══ SOURCE DATA

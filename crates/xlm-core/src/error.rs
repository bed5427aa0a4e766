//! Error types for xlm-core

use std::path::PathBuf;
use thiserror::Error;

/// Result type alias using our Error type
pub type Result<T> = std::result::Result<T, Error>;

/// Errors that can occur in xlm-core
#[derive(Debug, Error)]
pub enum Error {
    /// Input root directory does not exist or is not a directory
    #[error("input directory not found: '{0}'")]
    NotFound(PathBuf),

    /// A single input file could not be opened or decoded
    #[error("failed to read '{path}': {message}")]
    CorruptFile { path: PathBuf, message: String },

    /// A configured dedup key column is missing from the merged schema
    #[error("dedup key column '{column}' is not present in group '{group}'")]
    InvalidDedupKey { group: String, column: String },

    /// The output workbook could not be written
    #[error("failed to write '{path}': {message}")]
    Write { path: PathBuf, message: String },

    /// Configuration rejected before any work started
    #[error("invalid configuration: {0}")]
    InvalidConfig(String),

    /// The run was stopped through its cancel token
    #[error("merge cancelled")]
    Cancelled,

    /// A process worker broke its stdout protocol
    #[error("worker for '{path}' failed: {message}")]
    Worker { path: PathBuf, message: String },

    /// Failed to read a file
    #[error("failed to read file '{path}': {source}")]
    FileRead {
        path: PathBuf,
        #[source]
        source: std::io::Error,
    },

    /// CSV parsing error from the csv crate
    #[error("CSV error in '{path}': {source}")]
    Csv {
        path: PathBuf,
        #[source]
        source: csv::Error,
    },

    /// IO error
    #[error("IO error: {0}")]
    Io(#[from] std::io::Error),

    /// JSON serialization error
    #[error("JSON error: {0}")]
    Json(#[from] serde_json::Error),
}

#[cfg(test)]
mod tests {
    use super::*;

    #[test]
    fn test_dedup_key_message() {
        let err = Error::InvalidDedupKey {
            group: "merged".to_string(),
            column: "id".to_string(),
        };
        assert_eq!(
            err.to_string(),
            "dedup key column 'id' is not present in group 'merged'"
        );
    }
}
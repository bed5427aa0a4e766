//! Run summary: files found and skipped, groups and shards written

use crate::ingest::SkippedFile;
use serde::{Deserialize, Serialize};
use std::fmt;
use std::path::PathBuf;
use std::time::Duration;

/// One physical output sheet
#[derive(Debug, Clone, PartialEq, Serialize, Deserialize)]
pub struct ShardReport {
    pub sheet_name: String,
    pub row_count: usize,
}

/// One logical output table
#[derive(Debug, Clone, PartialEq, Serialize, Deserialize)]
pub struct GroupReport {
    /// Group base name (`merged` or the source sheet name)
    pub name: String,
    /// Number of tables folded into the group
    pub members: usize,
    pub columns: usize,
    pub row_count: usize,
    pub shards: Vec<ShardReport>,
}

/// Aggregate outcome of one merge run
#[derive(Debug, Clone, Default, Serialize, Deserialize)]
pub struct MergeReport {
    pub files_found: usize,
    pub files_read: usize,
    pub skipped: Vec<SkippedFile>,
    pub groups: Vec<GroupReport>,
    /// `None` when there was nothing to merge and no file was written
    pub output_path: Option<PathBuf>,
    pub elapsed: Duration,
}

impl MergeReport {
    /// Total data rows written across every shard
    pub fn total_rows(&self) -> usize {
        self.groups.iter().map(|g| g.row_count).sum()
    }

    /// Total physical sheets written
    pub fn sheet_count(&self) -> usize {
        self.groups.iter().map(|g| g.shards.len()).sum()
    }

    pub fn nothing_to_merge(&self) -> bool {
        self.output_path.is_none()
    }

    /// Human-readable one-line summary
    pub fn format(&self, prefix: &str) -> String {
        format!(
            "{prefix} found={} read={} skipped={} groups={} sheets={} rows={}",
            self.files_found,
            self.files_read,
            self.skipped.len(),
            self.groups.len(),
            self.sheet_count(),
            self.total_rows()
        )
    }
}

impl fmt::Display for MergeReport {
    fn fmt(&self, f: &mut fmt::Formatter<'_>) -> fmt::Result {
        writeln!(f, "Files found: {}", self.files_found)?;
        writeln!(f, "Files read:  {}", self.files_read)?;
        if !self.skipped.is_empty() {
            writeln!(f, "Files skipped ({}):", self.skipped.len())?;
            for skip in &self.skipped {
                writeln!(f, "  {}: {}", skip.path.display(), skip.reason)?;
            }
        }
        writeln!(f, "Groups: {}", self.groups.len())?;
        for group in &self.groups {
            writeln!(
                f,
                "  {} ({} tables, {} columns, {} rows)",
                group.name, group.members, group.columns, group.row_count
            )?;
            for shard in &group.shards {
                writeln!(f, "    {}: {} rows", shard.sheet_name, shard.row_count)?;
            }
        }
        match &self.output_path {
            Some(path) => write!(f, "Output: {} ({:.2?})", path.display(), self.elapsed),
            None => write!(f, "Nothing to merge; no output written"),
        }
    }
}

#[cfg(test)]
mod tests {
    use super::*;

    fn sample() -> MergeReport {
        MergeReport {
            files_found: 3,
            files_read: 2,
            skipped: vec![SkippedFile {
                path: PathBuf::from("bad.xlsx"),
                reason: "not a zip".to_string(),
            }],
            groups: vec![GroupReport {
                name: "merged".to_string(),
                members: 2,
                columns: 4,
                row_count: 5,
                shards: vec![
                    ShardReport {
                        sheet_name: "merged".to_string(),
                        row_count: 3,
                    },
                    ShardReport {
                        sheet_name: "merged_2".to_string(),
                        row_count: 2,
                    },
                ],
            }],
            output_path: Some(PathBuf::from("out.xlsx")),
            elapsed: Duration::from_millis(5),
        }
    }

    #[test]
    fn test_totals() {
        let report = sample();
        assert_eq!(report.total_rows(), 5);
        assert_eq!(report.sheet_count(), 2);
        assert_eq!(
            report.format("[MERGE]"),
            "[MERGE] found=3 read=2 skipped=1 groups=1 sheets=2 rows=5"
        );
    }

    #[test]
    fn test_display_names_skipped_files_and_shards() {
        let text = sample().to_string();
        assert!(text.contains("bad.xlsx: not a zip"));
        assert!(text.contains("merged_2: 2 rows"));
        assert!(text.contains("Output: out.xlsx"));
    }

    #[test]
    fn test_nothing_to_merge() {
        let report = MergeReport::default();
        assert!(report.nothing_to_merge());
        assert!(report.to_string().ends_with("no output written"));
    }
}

════

▸ **WHAT YOU HAVE TO DO**: Nothing beyond the line that contains "opened or decoded" belongs in the answer; reproduce the entries exactly from their first line through it.

▸ **SOLUTION TO THIS EXERCISE**:
filename crates/xlm-core/src/error.rs
repository bed5427aa0a4e766
//! Error types for xlm-core

use std::path::PathBuf;
use thiserror::Error;

/// Result type alias using our Error type
pub type Result<T> = std::result::Result<T, Error>;

/// Errors that can occur in xlm-core
#[derive(Debug, Error)]
pub enum Error {
    /// Input root directory does not exist or is not a directory
    #[error("input directory not found: '{0}'")]
    NotFound(PathBuf),

    /// A single input file could not be opened or decoded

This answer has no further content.